* _Directions_
Exactly as written, set down every entry once more.

[Stored items]
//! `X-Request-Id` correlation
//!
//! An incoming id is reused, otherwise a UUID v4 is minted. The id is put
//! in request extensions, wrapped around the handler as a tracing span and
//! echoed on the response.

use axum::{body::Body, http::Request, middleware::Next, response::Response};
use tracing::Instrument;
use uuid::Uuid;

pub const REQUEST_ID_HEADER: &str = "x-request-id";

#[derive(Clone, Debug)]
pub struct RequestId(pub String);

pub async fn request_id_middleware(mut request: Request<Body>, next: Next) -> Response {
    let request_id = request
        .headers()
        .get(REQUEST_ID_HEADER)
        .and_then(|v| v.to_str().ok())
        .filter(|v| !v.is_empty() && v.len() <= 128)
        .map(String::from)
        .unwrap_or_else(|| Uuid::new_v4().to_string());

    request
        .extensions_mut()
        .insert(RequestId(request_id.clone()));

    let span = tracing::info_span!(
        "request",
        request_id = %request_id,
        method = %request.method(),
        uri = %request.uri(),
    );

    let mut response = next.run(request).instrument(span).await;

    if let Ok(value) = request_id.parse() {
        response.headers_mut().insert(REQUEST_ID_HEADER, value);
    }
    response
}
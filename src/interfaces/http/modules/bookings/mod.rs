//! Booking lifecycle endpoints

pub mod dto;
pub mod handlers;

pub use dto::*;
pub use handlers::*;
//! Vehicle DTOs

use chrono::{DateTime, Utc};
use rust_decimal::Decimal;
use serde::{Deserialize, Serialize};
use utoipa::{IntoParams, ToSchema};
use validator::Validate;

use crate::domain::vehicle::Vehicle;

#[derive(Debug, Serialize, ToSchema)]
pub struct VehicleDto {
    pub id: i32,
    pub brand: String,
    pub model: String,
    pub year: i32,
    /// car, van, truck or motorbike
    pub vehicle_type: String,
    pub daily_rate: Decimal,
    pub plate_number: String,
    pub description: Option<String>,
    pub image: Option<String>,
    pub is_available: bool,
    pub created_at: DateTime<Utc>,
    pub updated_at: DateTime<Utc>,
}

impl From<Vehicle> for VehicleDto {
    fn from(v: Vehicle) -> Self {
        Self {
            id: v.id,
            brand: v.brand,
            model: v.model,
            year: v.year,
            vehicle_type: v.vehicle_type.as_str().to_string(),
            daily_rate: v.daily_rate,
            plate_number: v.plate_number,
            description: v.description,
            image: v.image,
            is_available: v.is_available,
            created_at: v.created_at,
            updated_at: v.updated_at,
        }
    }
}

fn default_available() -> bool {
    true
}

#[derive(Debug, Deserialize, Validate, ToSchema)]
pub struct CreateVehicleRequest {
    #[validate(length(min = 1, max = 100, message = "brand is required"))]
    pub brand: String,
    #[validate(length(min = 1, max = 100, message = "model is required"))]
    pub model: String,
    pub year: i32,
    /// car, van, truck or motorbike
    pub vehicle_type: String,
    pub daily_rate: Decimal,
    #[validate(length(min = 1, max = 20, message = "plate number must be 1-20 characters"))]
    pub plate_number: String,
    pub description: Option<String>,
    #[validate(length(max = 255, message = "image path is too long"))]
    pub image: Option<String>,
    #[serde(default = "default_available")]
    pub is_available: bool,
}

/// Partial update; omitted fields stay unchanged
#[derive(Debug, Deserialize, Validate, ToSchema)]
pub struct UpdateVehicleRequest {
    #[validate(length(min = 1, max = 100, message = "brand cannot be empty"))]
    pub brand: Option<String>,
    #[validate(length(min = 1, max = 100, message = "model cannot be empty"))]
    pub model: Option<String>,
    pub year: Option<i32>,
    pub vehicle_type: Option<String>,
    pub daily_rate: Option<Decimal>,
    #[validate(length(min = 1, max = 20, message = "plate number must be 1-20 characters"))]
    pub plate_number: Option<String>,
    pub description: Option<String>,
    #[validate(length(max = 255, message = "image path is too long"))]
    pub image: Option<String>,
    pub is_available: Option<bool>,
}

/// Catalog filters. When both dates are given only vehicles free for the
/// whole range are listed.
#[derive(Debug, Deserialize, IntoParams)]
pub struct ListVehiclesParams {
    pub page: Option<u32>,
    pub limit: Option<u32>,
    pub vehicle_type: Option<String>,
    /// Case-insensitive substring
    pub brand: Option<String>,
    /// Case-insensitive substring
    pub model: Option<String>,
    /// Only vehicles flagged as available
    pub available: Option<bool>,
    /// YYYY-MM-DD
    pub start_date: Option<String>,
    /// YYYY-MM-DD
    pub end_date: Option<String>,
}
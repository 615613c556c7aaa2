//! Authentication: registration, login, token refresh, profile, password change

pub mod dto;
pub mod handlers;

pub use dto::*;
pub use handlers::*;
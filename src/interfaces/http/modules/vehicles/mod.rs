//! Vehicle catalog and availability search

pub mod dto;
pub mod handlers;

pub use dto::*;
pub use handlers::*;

* _Answer to the problem_
//! `X-Request-Id` correlation
//!
//! An incoming id is reused, otherwise a UUID v4 is minted. The id is put
//! in request extensions, wrapped around the handler as a tracing span and
//! echoed on the response.

use axum::{body::Body, http::Request, middleware::Next, response::Response};
use tracing::Instrument;
use uuid::Uuid;

pub const REQUEST_ID_HEADER: &str = "x-request-id";

#[derive(Clone, Debug)]
pub struct RequestId(pub String);

pub async fn request_id_middleware(mut request: Request<Body>, next: Next) -> Response {
    let request_id = request
        .headers()
        .get(REQUEST_ID_HEADER)
        .and_then(|v| v.to_str().ok())
        .filter(|v| !v.is_empty() && v.len() <= 128)
        .map(String::from)
        .unwrap_or_else(|| Uuid::new_v4().to_string());

    request
        .extensions_mut()
        .insert(RequestId(request_id.clone()));

    let span = tracing::info_span!(
        "request",
        request_id = %request_id,
        method = %request.method(),
        uri = %request.uri(),
    );

    let mut response = next.run(request).instrument(span).await;

    if let Ok(value) = request_id.parse() {
        response.headers_mut().insert(REQUEST_ID_HEADER, value);
    }
    response
}
filename src/interfaces/http/modules/bookings/mod.rs
//! Booking lifecycle endpoints

pub mod dto;
pub mod handlers;

pub use dto::*;
pub use handlers::*;
//! Vehicle DTOs

use chrono::{DateTime, Utc};
use rust_decimal::Decimal;
use serde::{Deserialize, Serialize};
use utoipa::{IntoParams, ToSchema};
use validator::Validate;

use crate::domain::vehicle::Vehicle;

#[derive(Debug, Serialize, ToSchema)]
pub struct VehicleDto {
    pub id: i32,
    pub brand: String,
    pub model: String,
    pub year: i32,
    /// car, van, truck or motorbike
    pub vehicle_type: String,
    pub daily_rate: Decimal,
    pub plate_number: String,
    pub description: Option<String>,
    pub image: Option<String>,
    pub is_available: bool,
    pub created_at: DateTime<Utc>,
    pub updated_at: DateTime<Utc>,
}

impl From<Vehicle> for VehicleDto {
    fn from(v: Vehicle) -> Self {
        Self {
            id: v.id,
            brand: v.brand,
            model: v.model,
            year: v.year,
            vehicle_type: v.vehicle_type.as_str().to_string(),
            daily_rate: v.daily_rate,
            plate_number: v.plate_number,
            description: v.description,
            image: v.image,
            is_available: v.is_available,
            created_at: v.created_at,
            updated_at: v.updated_at,
        }
    }
}

fn default_available() -> bool {
    true
}

#[derive(Debug, Deserialize, Validate, ToSchema)]
pub struct CreateVehicleRequest {
    #[validate(length(min = 1, max = 100, message = "brand is required"))]
    pub brand: String,
    #[validate(length(min = 1, max = 100, message = "model is required"))]
    pub model: String,
    pub year: i32,
    /// car, van, truck or motorbike
    pub vehicle_type: String,
    pub daily_rate: Decimal,
    #[validate(length(min = 1, max = 20, message = "plate number must be 1-20 characters"))]
    pub plate_number: String,
    pub description: Option<String>,
    #[validate(length(max = 255, message = "image path is too long"))]
    pub image: Option<String>,
    #[serde(default = "default_available")]
    pub is_available: bool,
}

/// Partial update; omitted fields stay unchanged
#[derive(Debug, Deserialize, Validate, ToSchema)]
pub struct UpdateVehicleRequest {
    #[validate(length(min = 1, max = 100, message = "brand cannot be empty"))]
    pub brand: Option<String>,
    #[validate(length(min = 1, max = 100, message = "model cannot be empty"))]
    pub model: Option<String>,
    pub year: Option<i32>,
    pub vehicle_type: Option<String>,
    pub daily_rate: Option<Decimal>,
    #[validate(length(min = 1, max = 20, message = "plate number must be 1-20 characters"))]
    pub plate_number: Option<String>,
    pub description: Option<String>,
    #[validate(length(max = 255, message = "image path is too long"))]
    pub image: Option<String>,
    pub is_available: Option<bool>,
}

/// Catalog filters. When both dates are given only vehicles free for the
/// whole range are listed.
#[derive(Debug, Deserialize, IntoParams)]
pub struct ListVehiclesParams {
    pub page: Option<u32>,
    pub limit: Option<u32>,
    pub vehicle_type: Option<String>,
    /// Case-insensitive substring
    pub brand: Option<String>,
    /// Case-insensitive substring
    pub model: Option<String>,
    /// Only vehicles flagged as available
    pub available: Option<bool>,
    /// YYYY-MM-DD
    pub start_date: Option<String>,
    /// YYYY-MM-DD
    pub end_date: Option<String>,
}
repository 615613c556c7aaa2
//! Authentication: registration, login, token refresh, profile, password change

pub mod dto;
pub mod handlers;

pub use dto::*;
pub use handlers::*;
filename src/interfaces/http/modules/vehicles/mod.rs
//! Vehicle catalog and availability search

pub mod dto;
pub mod handlers;

pub use dto::*;
pub use handlers::*;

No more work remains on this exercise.